→ **EXERCISE AIM**: From the records below, copy each line that has the word "RfqDetails" in it.

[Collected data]
<<<<

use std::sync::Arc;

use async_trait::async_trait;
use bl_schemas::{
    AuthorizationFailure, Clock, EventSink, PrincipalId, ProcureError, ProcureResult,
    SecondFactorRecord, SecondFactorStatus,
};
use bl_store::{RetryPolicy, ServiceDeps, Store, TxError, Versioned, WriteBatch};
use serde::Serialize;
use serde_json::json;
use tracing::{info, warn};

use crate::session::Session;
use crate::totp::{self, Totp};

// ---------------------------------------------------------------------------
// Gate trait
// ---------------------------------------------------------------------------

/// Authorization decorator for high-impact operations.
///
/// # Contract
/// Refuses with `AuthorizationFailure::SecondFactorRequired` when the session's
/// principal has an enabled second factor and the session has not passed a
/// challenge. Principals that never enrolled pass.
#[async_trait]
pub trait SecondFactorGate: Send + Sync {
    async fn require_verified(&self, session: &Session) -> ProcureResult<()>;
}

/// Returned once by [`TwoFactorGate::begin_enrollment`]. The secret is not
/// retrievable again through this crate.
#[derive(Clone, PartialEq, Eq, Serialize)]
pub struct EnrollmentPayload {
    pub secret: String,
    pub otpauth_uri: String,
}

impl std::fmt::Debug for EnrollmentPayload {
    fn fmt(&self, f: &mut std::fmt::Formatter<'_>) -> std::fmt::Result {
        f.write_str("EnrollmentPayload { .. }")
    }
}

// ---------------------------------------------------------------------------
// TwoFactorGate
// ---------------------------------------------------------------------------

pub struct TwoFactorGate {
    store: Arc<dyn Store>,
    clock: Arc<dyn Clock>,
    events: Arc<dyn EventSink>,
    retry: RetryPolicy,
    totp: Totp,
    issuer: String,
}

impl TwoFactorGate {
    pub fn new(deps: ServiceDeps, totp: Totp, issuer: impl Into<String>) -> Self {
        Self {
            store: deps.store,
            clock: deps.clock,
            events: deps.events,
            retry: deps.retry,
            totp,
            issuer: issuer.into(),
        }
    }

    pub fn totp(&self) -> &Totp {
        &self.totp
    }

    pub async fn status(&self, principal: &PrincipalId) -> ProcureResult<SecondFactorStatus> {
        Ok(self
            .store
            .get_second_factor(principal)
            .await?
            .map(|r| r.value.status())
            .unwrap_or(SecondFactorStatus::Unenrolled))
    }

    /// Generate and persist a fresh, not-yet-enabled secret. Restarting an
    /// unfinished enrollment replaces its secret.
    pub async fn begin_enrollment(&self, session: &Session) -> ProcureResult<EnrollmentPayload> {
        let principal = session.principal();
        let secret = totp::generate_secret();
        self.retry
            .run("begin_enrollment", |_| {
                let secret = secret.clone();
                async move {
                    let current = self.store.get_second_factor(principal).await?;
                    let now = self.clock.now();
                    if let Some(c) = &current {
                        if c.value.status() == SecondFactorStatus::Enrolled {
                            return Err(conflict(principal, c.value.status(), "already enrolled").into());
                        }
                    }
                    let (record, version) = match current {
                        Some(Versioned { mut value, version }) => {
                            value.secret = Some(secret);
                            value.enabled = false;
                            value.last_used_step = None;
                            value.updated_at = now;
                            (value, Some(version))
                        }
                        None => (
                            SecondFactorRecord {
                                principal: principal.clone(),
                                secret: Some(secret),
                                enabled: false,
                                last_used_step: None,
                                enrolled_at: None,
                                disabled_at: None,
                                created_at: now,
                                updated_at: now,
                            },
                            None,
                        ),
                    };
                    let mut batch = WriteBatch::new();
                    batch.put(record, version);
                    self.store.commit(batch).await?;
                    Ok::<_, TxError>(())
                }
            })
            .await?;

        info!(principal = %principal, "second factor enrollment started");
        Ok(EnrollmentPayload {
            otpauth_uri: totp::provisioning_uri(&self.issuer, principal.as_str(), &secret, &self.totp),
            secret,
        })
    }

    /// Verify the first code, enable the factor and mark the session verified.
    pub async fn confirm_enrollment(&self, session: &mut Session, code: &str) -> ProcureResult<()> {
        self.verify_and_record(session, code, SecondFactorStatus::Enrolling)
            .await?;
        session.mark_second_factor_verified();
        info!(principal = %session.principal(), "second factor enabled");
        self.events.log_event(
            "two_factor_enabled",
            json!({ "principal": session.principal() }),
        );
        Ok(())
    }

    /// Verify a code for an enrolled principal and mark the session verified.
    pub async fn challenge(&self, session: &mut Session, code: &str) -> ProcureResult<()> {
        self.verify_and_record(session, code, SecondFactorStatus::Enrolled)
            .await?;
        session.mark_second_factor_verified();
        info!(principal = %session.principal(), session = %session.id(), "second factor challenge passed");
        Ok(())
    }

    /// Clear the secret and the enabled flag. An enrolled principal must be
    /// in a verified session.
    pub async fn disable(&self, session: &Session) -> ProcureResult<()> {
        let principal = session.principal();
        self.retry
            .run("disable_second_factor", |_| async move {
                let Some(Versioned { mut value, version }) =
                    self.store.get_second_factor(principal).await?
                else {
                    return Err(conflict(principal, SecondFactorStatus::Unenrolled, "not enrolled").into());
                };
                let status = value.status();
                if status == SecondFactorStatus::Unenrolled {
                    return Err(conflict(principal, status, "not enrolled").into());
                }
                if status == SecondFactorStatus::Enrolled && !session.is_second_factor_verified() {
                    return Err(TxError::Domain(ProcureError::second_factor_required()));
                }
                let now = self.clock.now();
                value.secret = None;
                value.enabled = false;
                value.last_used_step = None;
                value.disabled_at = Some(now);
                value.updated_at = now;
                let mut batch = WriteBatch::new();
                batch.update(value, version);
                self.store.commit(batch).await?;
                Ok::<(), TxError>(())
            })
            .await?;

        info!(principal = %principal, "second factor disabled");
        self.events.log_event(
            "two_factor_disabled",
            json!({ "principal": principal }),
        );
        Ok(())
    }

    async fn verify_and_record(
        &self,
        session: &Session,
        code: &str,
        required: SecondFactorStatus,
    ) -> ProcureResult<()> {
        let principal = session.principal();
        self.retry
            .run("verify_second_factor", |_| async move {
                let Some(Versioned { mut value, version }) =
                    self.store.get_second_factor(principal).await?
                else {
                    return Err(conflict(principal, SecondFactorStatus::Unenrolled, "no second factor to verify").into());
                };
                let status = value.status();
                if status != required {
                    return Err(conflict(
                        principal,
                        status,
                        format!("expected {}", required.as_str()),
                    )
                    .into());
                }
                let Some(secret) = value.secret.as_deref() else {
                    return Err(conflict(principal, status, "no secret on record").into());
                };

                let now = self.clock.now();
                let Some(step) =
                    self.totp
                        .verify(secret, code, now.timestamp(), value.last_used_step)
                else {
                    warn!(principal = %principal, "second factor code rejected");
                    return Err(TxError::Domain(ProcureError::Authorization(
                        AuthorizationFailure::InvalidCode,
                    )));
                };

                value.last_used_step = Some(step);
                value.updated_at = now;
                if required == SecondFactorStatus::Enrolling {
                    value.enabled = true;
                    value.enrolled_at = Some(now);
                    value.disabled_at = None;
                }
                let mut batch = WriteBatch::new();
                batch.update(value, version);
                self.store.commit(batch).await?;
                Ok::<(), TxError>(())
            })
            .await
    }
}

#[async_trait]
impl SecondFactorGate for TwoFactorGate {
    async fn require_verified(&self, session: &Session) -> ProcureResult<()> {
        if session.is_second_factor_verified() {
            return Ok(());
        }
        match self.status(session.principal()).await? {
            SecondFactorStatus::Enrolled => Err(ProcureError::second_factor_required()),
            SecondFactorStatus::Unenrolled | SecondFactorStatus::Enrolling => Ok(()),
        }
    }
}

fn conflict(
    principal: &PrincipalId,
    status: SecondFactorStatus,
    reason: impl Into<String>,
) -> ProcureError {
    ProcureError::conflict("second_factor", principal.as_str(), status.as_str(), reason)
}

>>>>
<<<<

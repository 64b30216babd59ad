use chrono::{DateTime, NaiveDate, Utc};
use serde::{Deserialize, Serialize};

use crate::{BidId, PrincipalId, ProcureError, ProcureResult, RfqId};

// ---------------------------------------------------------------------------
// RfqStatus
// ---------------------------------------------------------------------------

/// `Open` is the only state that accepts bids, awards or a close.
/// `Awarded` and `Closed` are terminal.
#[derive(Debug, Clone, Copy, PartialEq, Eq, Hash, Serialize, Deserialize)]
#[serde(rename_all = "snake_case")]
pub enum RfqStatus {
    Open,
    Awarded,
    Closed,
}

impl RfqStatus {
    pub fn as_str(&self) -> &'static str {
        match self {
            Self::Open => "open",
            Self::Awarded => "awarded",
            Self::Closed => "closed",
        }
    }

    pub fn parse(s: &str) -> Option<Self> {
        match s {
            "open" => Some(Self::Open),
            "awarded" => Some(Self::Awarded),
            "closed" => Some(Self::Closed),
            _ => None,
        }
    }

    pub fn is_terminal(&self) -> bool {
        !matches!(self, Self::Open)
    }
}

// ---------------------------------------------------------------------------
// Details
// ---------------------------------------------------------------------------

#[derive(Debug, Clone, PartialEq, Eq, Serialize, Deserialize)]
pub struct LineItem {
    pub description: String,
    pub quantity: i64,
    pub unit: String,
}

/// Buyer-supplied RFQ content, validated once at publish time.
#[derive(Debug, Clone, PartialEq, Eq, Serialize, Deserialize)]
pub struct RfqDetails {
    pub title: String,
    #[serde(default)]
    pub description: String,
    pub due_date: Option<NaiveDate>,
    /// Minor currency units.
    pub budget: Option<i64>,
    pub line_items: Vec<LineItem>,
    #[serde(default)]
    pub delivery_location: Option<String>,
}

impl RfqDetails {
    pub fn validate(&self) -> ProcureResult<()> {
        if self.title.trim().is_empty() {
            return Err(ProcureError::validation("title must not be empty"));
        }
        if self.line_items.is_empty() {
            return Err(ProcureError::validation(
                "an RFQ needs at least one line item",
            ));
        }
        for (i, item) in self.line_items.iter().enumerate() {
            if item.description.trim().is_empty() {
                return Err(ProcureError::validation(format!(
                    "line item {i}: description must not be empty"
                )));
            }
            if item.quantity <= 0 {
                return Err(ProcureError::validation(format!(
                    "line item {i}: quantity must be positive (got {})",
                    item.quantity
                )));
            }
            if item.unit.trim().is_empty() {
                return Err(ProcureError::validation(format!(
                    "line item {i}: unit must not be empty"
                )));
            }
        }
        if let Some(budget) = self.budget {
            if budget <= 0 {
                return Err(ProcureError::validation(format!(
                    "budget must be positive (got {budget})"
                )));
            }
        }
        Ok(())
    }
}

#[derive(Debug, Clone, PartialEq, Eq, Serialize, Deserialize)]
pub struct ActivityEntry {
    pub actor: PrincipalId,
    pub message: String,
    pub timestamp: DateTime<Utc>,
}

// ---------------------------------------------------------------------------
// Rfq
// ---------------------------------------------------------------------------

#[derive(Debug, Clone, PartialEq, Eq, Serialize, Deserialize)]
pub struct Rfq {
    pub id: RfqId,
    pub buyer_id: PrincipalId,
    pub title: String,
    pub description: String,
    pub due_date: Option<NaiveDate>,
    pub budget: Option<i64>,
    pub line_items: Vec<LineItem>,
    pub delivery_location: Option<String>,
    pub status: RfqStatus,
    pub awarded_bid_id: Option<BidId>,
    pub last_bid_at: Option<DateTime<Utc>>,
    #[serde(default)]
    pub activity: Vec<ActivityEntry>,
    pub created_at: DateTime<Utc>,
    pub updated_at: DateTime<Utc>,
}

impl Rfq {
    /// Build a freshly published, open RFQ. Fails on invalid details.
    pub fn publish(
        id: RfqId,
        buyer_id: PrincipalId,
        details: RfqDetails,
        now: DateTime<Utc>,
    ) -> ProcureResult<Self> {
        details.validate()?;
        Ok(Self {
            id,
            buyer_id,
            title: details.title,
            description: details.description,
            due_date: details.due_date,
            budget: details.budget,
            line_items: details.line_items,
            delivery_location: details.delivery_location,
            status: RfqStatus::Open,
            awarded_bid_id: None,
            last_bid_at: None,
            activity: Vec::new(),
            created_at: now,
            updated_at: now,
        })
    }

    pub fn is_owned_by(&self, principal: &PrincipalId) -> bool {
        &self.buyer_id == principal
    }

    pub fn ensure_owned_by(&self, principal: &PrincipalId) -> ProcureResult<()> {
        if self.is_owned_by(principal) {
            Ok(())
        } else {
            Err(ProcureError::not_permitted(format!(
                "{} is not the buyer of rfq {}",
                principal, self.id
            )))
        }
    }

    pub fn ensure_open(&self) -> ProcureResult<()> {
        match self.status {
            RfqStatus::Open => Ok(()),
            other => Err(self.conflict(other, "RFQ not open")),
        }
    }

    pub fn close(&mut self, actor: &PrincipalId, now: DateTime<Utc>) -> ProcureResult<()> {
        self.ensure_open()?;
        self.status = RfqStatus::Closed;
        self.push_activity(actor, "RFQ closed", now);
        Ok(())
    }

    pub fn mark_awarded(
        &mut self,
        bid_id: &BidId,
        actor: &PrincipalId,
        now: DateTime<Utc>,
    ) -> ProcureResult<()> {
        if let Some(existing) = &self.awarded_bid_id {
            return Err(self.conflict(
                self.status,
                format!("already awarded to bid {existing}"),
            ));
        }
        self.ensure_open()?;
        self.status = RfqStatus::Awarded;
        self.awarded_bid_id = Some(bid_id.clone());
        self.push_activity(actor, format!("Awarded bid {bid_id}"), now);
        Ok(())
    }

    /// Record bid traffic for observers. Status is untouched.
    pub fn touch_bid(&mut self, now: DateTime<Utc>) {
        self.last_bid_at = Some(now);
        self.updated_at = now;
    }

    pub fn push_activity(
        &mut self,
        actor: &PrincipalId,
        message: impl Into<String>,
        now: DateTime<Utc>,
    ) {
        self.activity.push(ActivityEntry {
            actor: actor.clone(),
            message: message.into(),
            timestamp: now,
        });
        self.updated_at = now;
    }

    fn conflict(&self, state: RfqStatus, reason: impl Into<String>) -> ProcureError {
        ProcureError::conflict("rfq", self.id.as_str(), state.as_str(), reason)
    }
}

>>>>

→ **YOUR RESPONSE**:
pub struct RfqDetails {
impl RfqDetails {
        details: RfqDetails,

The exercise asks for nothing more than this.